Peter: 16:52 And I know that you within Increment One have a number of methods you probably use. I definitely within Zodiac have a few different ways we'll approach this depending on the knowledge, expertise, appetite, and the level within the organization. Because often this gets done in larger organizations—of course, a subset of that organization—but it boils down to a form of mapping exercise, whether it be domain-driven design, event storming, value stream management, value stream mapping type exercises, or flow engineering is another piece, which is effectively value stream mapping starting from—but it builds on the same set of components around creating visibility and transparency to the work process for all those involved in it.
Dave: 17:44 Yeah, and using the tools which are already in place as much as possible, trying to leverage the information that the organization already has in a way that isn't focused on an individual initiative or program, but is kind of raised to the level and looked across the whole thing.
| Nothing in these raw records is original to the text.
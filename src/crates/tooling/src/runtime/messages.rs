//! Request/response messages for the command executor

use serde::{Deserialize, Serialize};
use std::collections::HashMap;

/// One command execution request
#[derive(Debug, Clone, Serialize, Deserialize, PartialEq)]
#[serde(rename_all = "camelCase")]
pub struct CommandRequest {
    /// Executor backend ("shell", "docker", ...)
    pub executor: String,

    /// Command line to run
    pub command: String,

    /// Working directory, executor default when absent
    #[serde(skip_serializing_if = "Option::is_none")]
    pub working_dir: Option<String>,

    /// Environment variables added to the command's environment
    #[serde(default, skip_serializing_if = "HashMap::is_empty")]
    pub env: HashMap<String, String>,

    /// Command timeout in seconds, executor default when absent
    #[serde(skip_serializing_if = "Option::is_none")]
    pub timeout: Option<u64>,

    /// Container image for container executors
    #[serde(skip_serializing_if = "Option::is_none")]
    pub image: Option<String>,
}

impl CommandRequest {
    /// Create a shell command request
    pub fn shell(command: impl Into<String>) -> Self {
        Self {
            executor: "shell".to_string(),
            command: command.into(),
            working_dir: None,
            env: HashMap::new(),
            timeout: None,
            image: None,
        }
    }

    /// Set the working directory
    pub fn with_working_dir(mut self, dir: impl Into<String>) -> Self {
        self.working_dir = Some(dir.into());
        self
    }

    /// Set the environment variables
    pub fn with_env(mut self, env: HashMap<String, String>) -> Self {
        self.env = env;
        self
    }

    /// Set the command timeout in seconds
    pub fn with_timeout(mut self, seconds: u64) -> Self {
        self.timeout = Some(seconds);
        self
    }
}

/// Outcome of one command execution
#[derive(Debug, Clone, Serialize, Deserialize, PartialEq)]
#[serde(rename_all = "camelCase")]
pub struct ExecutionResult {
    /// Process exit code
    pub exit_code: i32,

    /// Captured standard output
    pub stdout: String,

    /// Captured standard error
    pub stderr: String,

    /// Wall-clock duration in milliseconds
    pub duration: u64,
}

impl ExecutionResult {
    /// Whether the command exited with status zero
    pub fn succeeded(&self) -> bool {
        self.exit_code == 0
    }
}
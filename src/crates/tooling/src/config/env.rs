//! Environment variable loading utilities

use crate::{Result, ToolingError};
use std::env;
use std::str::FromStr;

/// Load an environment variable as a string.
///
/// Returns `Ok(None)` when the variable is not set; errors only on invalid
/// UTF-8.
pub fn get_env(key: &str) -> Result<Option<String>> {
    match env::var(key) {
        Ok(val) => Ok(Some(val)),
        Err(env::VarError::NotPresent) => Ok(None),
        Err(env::VarError::NotUnicode(_)) => Err(ToolingError::General(format!(
            "Environment variable {} contains invalid UTF-8",
            key
        ))),
    }
}

/// Load and parse an environment variable.
///
/// Returns `Ok(None)` when the variable is not set; errors when it is set
/// but fails to parse as `T`.
pub fn get_env_parse<T>(key: &str) -> Result<Option<T>>
where
    T: FromStr,
    T::Err: std::fmt::Display,
{
    match get_env(key)? {
        Some(val) => {
            let parsed = val.parse::<T>().map_err(|e| {
                ToolingError::General(format!(
                    "Failed to parse environment variable {}: {}",
                    key, e
                ))
            })?;
            Ok(Some(parsed))
        }
        None => Ok(None),
    }
}

/// Load an environment variable with a default value
pub fn get_env_or(key: &str, default: impl Into<String>) -> Result<String> {
    Ok(get_env(key)?.unwrap_or_else(|| default.into()))
}

/// Load and parse an environment variable with a default value
pub fn get_env_parse_or<T>(key: &str, default: T) -> Result<T>
where
    T: FromStr,
    T::Err: std::fmt::Display,
{
    Ok(get_env_parse(key)?.unwrap_or(default))
}
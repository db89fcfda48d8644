//! Async operation utilities
//!
//! Retry policies with exponential backoff and timeout wrappers for async
//! operations.

pub mod retry;
pub mod timeout;

pub use retry::{with_retry, RetryPolicy};
pub use timeout::{with_timeout, TimeoutError};
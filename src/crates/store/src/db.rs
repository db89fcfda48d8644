//! Database connection and migrations

use crate::error::{Result, StoreError};
use sqlx::sqlite::{SqliteConnectOptions, SqlitePool, SqlitePoolOptions};
use std::path::Path;
use std::sync::Arc;
use tracing::{debug, info};

/// Type alias for the connection pool
pub type DatabasePool = SqlitePool;

/// SQLite connection wrapper
#[derive(Clone, Debug)]
pub struct Database {
    pool: Arc<DatabasePool>,
}

impl Database {
    /// Open (creating if missing) the database at `path`
    pub async fn new<P: AsRef<Path>>(path: P) -> Result<Self> {
        Self::with_max_connections(path, 5).await
    }

    /// Open with a custom pool size
    pub async fn with_max_connections<P: AsRef<Path>>(
        path: P,
        max_connections: u32,
    ) -> Result<Self> {
        let path = path.as_ref();
        if let Some(parent) = path.parent() {
            if !parent.as_os_str().is_empty() && !parent.exists() {
                std::fs::create_dir_all(parent).map_err(|e| {
                    StoreError::Database(format!("Failed to create database directory: {}", e))
                })?;
            }
        }

        debug!(path = %path.display(), "Connecting to database");
        let options = SqliteConnectOptions::new()
            .filename(path)
            .create_if_missing(true);
        let pool = SqlitePoolOptions::new()
            .max_connections(max_connections)
            .connect_with(options)
            .await?;

        info!(path = %path.display(), "Database connection established");
        Ok(Self {
            pool: Arc::new(pool),
        })
    }

    /// Open and migrate in one step
    pub async fn initialize<P: AsRef<Path>>(path: P) -> Result<Self> {
        let db = Self::new(path).await?;
        db.run_migrations().await?;
        Ok(db)
    }

    /// Apply the embedded migrations
    pub async fn run_migrations(&self) -> Result<()> {
        info!("Running database migrations");
        sqlx::migrate!("./migrations")
            .run(self.pool.as_ref())
            .await
            .map_err(|e| StoreError::Database(format!("Migration failed: {}", e)))?;
        Ok(())
    }

    /// Reference to the connection pool
    pub fn pool(&self) -> &DatabasePool {
        &self.pool
    }

    /// Run a trivial query to verify the connection
    pub async fn health_check(&self) -> Result<()> {
        sqlx::query("SELECT 1").execute(self.pool.as_ref()).await?;
        Ok(())
    }

    /// Close the pool
    pub async fn close(&self) {
        self.pool.close().await;
        info!("Database connection closed");
    }

    /// A migrated in-memory database for tests.
    ///
    /// Pinned to one connection: every pooled connection of an in-memory
    /// SQLite database would otherwise see its own empty database.
    pub async fn test_in_memory() -> Result<Self> {
        let pool = SqlitePoolOptions::new()
            .max_connections(1)
            .connect("sqlite::memory:")
            .await?;
        let db = Self {
            pool: Arc::new(pool),
        };
        db.run_migrations().await?;
        Ok(db)
    }
}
And that one, it takes a bit of thought, but to your point, it's just understanding how the work packages are described or what things we can capture that really show what is moving. So instead of—what we want to avoid is the "What do you want to tell me you were working on last week?" right? Because I'm going to get fictional interpretation. I'm going to feel something should have moved because somebody somewhere feels they have to say this was moving forward, even though that wasn't really where the work was done. So it doesn't become "I'm going to ask everybody where they're at." It's going to look at how can we draw data out or information out without actually going out and asking people to effectively tell me what they think we want to hear, which isn't as useful, right?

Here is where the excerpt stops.